BEGIN
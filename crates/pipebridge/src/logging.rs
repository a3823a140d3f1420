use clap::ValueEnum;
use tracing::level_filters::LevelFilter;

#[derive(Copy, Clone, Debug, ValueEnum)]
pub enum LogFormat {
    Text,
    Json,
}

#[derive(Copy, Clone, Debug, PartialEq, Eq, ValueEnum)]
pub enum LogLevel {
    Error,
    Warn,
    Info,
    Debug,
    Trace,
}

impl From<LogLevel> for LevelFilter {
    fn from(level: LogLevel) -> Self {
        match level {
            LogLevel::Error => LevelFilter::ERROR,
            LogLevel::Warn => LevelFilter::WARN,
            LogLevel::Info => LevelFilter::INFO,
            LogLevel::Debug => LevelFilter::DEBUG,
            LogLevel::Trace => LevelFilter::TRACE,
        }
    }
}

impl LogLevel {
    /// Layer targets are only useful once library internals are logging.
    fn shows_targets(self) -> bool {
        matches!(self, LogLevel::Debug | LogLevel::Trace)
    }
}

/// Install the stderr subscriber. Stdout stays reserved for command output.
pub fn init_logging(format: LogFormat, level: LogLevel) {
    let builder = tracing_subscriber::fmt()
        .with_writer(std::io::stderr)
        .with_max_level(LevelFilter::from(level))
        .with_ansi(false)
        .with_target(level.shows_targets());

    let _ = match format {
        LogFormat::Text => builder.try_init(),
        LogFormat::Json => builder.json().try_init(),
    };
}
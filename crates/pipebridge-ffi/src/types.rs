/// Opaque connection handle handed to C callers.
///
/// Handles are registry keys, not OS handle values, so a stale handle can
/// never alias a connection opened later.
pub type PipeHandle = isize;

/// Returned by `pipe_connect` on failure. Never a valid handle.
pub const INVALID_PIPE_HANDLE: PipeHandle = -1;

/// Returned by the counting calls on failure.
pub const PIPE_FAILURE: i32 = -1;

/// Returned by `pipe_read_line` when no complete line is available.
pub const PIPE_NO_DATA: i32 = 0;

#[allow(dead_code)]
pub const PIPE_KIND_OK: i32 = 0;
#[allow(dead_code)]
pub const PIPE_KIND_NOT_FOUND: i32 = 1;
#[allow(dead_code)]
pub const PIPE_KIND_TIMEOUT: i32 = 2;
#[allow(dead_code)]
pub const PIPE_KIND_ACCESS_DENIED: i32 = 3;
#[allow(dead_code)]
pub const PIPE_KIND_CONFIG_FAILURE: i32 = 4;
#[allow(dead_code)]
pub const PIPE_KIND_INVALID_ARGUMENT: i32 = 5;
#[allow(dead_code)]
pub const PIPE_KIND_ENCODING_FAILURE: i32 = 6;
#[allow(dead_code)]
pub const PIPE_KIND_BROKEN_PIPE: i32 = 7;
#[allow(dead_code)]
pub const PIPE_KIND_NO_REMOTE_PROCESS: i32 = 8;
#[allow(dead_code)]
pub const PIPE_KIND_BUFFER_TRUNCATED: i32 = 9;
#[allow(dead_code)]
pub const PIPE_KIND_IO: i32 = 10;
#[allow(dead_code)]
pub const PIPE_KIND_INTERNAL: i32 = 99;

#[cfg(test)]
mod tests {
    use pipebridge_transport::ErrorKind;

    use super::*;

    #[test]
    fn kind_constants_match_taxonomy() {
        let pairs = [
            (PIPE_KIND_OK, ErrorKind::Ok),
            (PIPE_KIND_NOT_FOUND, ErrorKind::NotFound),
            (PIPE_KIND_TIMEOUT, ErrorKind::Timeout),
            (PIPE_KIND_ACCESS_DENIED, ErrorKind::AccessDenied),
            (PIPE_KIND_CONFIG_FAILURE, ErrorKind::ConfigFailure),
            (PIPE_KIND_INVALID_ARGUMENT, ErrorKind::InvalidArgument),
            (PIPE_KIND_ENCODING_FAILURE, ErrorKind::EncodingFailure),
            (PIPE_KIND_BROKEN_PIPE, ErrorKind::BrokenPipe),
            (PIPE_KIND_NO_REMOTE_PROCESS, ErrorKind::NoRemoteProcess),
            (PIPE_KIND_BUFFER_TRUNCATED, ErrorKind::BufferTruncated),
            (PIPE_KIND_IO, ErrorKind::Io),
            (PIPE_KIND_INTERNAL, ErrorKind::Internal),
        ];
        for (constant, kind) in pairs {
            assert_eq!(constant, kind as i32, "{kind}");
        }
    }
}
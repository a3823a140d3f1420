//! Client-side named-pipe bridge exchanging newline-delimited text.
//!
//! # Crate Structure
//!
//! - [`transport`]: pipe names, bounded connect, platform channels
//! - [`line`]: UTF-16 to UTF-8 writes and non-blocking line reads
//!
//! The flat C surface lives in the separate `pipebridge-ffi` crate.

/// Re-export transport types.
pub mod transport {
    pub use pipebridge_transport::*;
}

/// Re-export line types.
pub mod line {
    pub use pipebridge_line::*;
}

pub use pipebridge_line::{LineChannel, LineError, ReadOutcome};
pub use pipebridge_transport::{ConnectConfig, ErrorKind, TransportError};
END
**The problem:**
Starting with the first entry and ending with the last, give all of them again unchanged.

**Expected answer:**
filename crates/pipebridge/src/logging.rs
repository a3823a140d3f1420
use clap::ValueEnum;
use tracing::level_filters::LevelFilter;

#[derive(Copy, Clone, Debug, ValueEnum)]
pub enum LogFormat {
    Text,
    Json,
}

#[derive(Copy, Clone, Debug, PartialEq, Eq, ValueEnum)]
pub enum LogLevel {
    Error,
    Warn,
    Info,
    Debug,
    Trace,
}

impl From<LogLevel> for LevelFilter {
    fn from(level: LogLevel) -> Self {
        match level {
            LogLevel::Error => LevelFilter::ERROR,
            LogLevel::Warn => LevelFilter::WARN,
            LogLevel::Info => LevelFilter::INFO,
            LogLevel::Debug => LevelFilter::DEBUG,
            LogLevel::Trace => LevelFilter::TRACE,
        }
    }
}

impl LogLevel {
    /// Layer targets are only useful once library internals are logging.
    fn shows_targets(self) -> bool {
        matches!(self, LogLevel::Debug | LogLevel::Trace)
    }
}

/// Install the stderr subscriber. Stdout stays reserved for command output.
pub fn init_logging(format: LogFormat, level: LogLevel) {
    let builder = tracing_subscriber::fmt()
        .with_writer(std::io::stderr)
        .with_max_level(LevelFilter::from(level))
        .with_ansi(false)
        .with_target(level.shows_targets());

    let _ = match format {
        LogFormat::Text => builder.try_init(),
        LogFormat::Json => builder.json().try_init(),
    };
}
filename crates/pipebridge-ffi/src/types.rs
/// Opaque connection handle handed to C callers.
///
/// Handles are registry keys, not OS handle values, so a stale handle can
/// never alias a connection opened later.
pub type PipeHandle = isize;

/// Returned by `pipe_connect` on failure. Never a valid handle.
pub const INVALID_PIPE_HANDLE: PipeHandle = -1;

/// Returned by the counting calls on failure.
pub const PIPE_FAILURE: i32 = -1;

/// Returned by `pipe_read_line` when no complete line is available.
pub const PIPE_NO_DATA: i32 = 0;

#[allow(dead_code)]
pub const PIPE_KIND_OK: i32 = 0;
#[allow(dead_code)]
pub const PIPE_KIND_NOT_FOUND: i32 = 1;
#[allow(dead_code)]
pub const PIPE_KIND_TIMEOUT: i32 = 2;
#[allow(dead_code)]
pub const PIPE_KIND_ACCESS_DENIED: i32 = 3;
#[allow(dead_code)]
pub const PIPE_KIND_CONFIG_FAILURE: i32 = 4;
#[allow(dead_code)]
pub const PIPE_KIND_INVALID_ARGUMENT: i32 = 5;
#[allow(dead_code)]
pub const PIPE_KIND_ENCODING_FAILURE: i32 = 6;
#[allow(dead_code)]
pub const PIPE_KIND_BROKEN_PIPE: i32 = 7;
#[allow(dead_code)]
pub const PIPE_KIND_NO_REMOTE_PROCESS: i32 = 8;
#[allow(dead_code)]
pub const PIPE_KIND_BUFFER_TRUNCATED: i32 = 9;
#[allow(dead_code)]
pub const PIPE_KIND_IO: i32 = 10;
#[allow(dead_code)]
pub const PIPE_KIND_INTERNAL: i32 = 99;

#[cfg(test)]
mod tests {
    use pipebridge_transport::ErrorKind;

    use super::*;

    #[test]
    fn kind_constants_match_taxonomy() {
        let pairs = [
            (PIPE_KIND_OK, ErrorKind::Ok),
            (PIPE_KIND_NOT_FOUND, ErrorKind::NotFound),
            (PIPE_KIND_TIMEOUT, ErrorKind::Timeout),
            (PIPE_KIND_ACCESS_DENIED, ErrorKind::AccessDenied),
            (PIPE_KIND_CONFIG_FAILURE, ErrorKind::ConfigFailure),
            (PIPE_KIND_INVALID_ARGUMENT, ErrorKind::InvalidArgument),
            (PIPE_KIND_ENCODING_FAILURE, ErrorKind::EncodingFailure),
            (PIPE_KIND_BROKEN_PIPE, ErrorKind::BrokenPipe),
            (PIPE_KIND_NO_REMOTE_PROCESS, ErrorKind::NoRemoteProcess),
            (PIPE_KIND_BUFFER_TRUNCATED, ErrorKind::BufferTruncated),
            (PIPE_KIND_IO, ErrorKind::Io),
            (PIPE_KIND_INTERNAL, ErrorKind::Internal),
        ];
        for (constant, kind) in pairs {
            assert_eq!(constant, kind as i32, "{kind}");
        }
    }
}
repository a3823a140d3f1420
//! Client-side named-pipe bridge exchanging newline-delimited text.
//!
//! # Crate Structure
//!
//! - [`transport`]: pipe names, bounded connect, platform channels
//! - [`line`]: UTF-16 to UTF-8 writes and non-blocking line reads
//!
//! The flat C surface lives in the separate `pipebridge-ffi` crate.

/// Re-export transport types.
pub mod transport {
    pub use pipebridge_transport::*;
}

/// Re-export line types.
pub mod line {
    pub use pipebridge_line::*;
}

pub use pipebridge_line::{LineChannel, LineError, ReadOutcome};
pub use pipebridge_transport::{ConnectConfig, ErrorKind, TransportError};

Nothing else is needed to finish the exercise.